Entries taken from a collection
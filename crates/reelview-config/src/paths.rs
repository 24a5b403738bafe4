use anyhow::Result;
use std::path::{Path, PathBuf};

pub struct PathManager {
    config_dir: PathBuf,
}

impl PathManager {
    pub fn new() -> Result<Self> {
        // REELVIEW_BASE_PATH overrides the platform config dir so a
        // container can mount everything under one path.
        if let Ok(base) = std::env::var("REELVIEW_BASE_PATH") {
            return Ok(Self {
                config_dir: PathBuf::from(base),
            });
        }
        let config_dir = dirs::config_dir()
            .ok_or_else(|| anyhow::anyhow!("Could not determine config directory"))?
            .join("reelview");
        Ok(Self { config_dir })
    }

    pub fn config_dir(&self) -> &Path {
        &self.config_dir
    }

    pub fn config_file(&self) -> PathBuf {
        self.config_dir.join("config.toml")
    }
}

TASK STATEMENT: Each entry above needs to be output exactly as written.

RESULT FOR THIS TASK:
filename crates/reelview-config/src/paths.rs
repository 24a5b403738bafe4
use anyhow::Result;
use std::path::{Path, PathBuf};

pub struct PathManager {
    config_dir: PathBuf,
}

impl PathManager {
    pub fn new() -> Result<Self> {
        // REELVIEW_BASE_PATH overrides the platform config dir so a
        // container can mount everything under one path.
        if let Ok(base) = std::env::var("REELVIEW_BASE_PATH") {
            return Ok(Self {
                config_dir: PathBuf::from(base),
            });
        }
        let config_dir = dirs::config_dir()
            .ok_or_else(|| anyhow::anyhow!("Could not determine config directory"))?
            .join("reelview");
        Ok(Self { config_dir })
    }

    pub fn config_dir(&self) -> &Path {
        &self.config_dir
    }

    pub fn config_file(&self) -> PathBuf {
        self.config_dir.join("config.toml")
    }
}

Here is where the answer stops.